* _WHAT THIS TASK INVOLVES_:
Stopping at the line that holds "Some(len) => usize::try_from(len)", repeat the lines below exactly, starting from the very first and including that final line.

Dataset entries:

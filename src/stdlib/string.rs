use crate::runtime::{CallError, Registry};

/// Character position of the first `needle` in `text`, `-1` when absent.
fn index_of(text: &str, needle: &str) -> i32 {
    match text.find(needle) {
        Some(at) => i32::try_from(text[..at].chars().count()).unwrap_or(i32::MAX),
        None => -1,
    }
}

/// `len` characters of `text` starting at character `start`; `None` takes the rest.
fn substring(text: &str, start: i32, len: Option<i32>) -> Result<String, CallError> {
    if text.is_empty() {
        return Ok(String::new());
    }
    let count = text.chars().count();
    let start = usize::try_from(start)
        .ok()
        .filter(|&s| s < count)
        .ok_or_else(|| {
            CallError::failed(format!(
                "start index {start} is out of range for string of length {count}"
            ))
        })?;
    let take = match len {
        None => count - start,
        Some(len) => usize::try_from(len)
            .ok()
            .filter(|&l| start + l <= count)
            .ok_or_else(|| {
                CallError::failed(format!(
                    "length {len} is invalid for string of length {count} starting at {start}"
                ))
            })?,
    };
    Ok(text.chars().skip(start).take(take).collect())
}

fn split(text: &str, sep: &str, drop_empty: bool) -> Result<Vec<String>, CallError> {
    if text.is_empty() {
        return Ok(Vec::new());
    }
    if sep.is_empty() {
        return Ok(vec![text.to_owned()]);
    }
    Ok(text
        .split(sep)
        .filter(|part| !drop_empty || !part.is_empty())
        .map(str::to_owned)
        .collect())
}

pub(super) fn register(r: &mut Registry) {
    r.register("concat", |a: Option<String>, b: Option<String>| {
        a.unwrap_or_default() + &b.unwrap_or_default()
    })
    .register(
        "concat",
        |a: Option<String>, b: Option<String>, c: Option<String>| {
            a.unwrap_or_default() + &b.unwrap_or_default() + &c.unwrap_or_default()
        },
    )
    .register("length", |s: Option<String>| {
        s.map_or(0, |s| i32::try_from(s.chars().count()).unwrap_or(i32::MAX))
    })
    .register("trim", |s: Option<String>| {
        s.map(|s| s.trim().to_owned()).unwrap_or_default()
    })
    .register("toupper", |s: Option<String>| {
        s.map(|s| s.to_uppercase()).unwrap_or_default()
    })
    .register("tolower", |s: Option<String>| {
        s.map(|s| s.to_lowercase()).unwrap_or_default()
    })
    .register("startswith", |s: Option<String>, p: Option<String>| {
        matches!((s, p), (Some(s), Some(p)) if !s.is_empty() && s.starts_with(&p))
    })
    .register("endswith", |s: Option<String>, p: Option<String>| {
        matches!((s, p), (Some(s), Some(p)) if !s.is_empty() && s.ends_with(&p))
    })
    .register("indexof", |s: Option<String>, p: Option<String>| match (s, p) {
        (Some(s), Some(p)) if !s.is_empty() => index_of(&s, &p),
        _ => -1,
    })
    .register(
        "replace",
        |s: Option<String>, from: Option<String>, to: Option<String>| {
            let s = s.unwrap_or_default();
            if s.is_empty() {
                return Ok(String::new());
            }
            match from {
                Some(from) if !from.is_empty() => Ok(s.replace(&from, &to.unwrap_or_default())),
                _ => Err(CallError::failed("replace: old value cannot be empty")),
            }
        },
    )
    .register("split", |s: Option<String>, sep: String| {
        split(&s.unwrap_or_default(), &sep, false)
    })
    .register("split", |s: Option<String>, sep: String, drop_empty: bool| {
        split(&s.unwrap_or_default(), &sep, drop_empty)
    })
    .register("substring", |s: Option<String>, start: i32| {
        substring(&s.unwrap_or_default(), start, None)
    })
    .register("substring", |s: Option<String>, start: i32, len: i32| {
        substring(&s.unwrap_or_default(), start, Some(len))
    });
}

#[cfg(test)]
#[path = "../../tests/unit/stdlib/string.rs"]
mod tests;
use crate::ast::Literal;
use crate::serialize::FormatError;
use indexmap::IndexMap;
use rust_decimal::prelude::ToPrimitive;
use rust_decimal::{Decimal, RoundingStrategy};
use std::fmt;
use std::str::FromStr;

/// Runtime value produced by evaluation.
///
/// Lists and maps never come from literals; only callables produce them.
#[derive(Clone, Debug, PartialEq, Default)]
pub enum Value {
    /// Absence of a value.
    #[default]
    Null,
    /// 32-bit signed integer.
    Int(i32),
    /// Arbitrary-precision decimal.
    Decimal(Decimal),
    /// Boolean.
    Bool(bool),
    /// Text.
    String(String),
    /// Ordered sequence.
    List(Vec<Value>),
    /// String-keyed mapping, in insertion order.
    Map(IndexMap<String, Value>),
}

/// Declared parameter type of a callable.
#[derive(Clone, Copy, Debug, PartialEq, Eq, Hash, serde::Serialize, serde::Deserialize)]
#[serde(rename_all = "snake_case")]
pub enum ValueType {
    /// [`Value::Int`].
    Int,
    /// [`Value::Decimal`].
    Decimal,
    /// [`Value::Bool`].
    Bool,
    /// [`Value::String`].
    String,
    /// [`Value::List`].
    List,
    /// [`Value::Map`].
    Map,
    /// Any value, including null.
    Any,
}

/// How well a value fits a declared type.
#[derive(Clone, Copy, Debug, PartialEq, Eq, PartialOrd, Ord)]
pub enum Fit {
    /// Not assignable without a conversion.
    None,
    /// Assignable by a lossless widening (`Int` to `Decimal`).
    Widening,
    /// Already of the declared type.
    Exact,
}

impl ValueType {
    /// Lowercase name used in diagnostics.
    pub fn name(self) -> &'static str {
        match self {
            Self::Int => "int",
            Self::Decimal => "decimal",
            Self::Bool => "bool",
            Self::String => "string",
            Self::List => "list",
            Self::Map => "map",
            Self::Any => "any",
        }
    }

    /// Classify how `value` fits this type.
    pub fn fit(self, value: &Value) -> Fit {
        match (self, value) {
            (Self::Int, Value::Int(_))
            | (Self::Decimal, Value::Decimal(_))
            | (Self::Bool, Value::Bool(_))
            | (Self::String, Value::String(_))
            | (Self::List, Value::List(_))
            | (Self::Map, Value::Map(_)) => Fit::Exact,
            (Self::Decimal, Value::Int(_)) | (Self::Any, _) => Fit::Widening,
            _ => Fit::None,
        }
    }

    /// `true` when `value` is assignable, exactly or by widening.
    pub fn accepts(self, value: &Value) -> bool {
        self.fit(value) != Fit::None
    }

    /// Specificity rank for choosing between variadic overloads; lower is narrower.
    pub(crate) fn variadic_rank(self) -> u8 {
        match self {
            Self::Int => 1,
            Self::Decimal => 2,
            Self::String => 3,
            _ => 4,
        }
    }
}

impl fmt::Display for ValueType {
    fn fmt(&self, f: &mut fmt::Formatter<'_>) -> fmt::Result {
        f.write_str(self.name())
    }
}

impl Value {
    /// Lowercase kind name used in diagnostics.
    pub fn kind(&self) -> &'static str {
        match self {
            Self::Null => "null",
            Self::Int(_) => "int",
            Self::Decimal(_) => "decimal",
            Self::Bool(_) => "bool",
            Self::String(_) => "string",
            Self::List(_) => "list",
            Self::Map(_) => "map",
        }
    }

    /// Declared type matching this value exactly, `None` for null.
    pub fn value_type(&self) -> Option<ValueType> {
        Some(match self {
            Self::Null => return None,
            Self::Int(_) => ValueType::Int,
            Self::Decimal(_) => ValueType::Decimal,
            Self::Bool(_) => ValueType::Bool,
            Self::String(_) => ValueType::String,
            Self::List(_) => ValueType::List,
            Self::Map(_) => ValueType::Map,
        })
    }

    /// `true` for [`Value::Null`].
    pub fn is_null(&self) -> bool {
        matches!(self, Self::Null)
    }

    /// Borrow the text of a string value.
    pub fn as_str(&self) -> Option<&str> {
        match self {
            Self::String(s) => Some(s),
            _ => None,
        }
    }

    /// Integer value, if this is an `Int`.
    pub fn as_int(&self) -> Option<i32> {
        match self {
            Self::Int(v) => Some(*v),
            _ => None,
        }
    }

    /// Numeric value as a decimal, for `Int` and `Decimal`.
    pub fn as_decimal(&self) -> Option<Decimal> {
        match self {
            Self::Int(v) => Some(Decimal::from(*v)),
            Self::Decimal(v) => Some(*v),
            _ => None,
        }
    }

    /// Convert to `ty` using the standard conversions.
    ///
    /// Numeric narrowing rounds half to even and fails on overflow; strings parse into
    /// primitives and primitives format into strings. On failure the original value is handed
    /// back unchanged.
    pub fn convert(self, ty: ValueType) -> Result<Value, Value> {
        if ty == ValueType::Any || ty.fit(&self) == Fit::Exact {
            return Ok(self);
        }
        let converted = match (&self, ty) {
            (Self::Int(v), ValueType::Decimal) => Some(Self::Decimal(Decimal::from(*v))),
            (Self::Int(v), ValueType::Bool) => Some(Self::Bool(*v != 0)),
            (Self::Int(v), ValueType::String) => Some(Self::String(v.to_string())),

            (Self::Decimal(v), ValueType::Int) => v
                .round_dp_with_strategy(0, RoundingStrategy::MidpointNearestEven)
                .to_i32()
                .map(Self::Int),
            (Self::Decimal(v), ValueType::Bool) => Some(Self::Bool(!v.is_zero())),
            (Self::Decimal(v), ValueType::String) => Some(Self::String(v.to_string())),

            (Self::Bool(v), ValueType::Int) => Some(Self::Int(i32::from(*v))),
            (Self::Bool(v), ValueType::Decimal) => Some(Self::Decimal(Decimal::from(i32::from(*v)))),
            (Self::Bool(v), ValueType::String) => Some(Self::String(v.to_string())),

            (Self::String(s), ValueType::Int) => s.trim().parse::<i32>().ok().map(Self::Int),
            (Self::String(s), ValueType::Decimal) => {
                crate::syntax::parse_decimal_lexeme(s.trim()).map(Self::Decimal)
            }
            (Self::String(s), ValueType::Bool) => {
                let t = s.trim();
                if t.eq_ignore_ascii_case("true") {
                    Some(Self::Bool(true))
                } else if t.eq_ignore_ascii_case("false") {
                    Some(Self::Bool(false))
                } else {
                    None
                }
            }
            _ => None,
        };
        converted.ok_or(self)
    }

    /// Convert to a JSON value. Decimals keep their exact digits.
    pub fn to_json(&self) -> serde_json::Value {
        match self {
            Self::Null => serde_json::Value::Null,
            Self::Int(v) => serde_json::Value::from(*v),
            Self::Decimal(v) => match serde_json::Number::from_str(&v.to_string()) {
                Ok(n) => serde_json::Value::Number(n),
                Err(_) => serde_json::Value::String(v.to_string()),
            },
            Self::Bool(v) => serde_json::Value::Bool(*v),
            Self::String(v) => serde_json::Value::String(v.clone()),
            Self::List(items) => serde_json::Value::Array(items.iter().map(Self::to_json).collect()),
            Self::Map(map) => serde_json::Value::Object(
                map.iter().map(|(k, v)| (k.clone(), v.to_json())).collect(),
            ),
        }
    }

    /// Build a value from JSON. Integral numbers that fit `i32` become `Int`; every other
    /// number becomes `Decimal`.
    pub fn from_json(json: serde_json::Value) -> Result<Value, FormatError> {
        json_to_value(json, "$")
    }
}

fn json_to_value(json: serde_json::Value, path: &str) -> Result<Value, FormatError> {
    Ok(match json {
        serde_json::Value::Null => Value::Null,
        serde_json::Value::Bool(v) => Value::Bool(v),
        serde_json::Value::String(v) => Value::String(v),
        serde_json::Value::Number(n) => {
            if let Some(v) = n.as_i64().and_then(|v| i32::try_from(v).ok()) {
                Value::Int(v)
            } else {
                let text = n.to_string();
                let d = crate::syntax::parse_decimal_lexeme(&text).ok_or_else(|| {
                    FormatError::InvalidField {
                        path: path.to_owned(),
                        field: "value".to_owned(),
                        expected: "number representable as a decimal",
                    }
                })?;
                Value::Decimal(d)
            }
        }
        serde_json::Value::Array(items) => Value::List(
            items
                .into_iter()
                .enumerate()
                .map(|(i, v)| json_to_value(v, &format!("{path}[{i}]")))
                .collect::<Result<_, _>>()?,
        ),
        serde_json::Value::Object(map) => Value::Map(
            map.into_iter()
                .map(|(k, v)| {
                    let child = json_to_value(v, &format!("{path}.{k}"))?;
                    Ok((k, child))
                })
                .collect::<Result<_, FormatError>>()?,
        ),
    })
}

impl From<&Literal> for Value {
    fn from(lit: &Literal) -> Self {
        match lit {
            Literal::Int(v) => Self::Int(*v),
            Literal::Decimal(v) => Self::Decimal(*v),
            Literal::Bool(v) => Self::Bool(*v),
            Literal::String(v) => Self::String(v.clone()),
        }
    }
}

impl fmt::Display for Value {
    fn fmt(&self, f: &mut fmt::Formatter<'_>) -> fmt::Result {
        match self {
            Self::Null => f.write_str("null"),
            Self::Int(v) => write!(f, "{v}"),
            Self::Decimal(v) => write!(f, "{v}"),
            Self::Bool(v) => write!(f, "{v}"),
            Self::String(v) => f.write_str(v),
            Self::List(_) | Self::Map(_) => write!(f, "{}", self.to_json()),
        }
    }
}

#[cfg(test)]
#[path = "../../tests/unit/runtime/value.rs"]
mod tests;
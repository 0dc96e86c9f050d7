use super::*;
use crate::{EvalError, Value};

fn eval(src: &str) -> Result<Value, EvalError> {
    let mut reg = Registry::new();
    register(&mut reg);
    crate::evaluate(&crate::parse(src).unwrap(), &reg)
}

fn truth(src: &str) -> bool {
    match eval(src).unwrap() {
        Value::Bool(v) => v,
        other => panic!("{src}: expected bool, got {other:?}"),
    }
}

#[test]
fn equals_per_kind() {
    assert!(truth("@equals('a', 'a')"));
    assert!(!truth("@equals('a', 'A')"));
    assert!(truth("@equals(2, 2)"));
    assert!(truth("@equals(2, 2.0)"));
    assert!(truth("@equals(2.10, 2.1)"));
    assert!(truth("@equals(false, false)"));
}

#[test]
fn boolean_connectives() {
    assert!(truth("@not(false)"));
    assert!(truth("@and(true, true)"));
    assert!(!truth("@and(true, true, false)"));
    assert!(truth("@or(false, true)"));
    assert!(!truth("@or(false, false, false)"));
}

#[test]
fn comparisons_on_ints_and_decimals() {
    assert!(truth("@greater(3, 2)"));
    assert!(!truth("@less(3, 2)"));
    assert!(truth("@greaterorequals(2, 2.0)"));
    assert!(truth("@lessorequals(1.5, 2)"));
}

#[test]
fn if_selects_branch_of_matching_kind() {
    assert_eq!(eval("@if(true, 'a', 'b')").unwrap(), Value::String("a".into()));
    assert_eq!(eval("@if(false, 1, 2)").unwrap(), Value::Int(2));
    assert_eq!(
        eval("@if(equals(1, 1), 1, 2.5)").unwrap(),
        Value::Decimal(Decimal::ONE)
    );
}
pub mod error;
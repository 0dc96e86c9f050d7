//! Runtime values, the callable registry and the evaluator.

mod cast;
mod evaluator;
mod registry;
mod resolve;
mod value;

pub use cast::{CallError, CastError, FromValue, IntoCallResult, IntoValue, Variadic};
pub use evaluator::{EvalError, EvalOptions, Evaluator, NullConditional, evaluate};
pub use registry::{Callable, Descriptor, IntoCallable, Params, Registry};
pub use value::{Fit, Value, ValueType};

* _WRITTEN RESPONSE_:
filename src/stdlib/string.rs
use crate::runtime::{CallError, Registry};

/// Character position of the first `needle` in `text`, `-1` when absent.
fn index_of(text: &str, needle: &str) -> i32 {
    match text.find(needle) {
        Some(at) => i32::try_from(text[..at].chars().count()).unwrap_or(i32::MAX),
        None => -1,
    }
}

/// `len` characters of `text` starting at character `start`; `None` takes the rest.
fn substring(text: &str, start: i32, len: Option<i32>) -> Result<String, CallError> {
    if text.is_empty() {
        return Ok(String::new());
    }
    let count = text.chars().count();
    let start = usize::try_from(start)
        .ok()
        .filter(|&s| s < count)
        .ok_or_else(|| {
            CallError::failed(format!(
                "start index {start} is out of range for string of length {count}"
            ))
        })?;
    let take = match len {
        None => count - start,
        Some(len) => usize::try_from(len)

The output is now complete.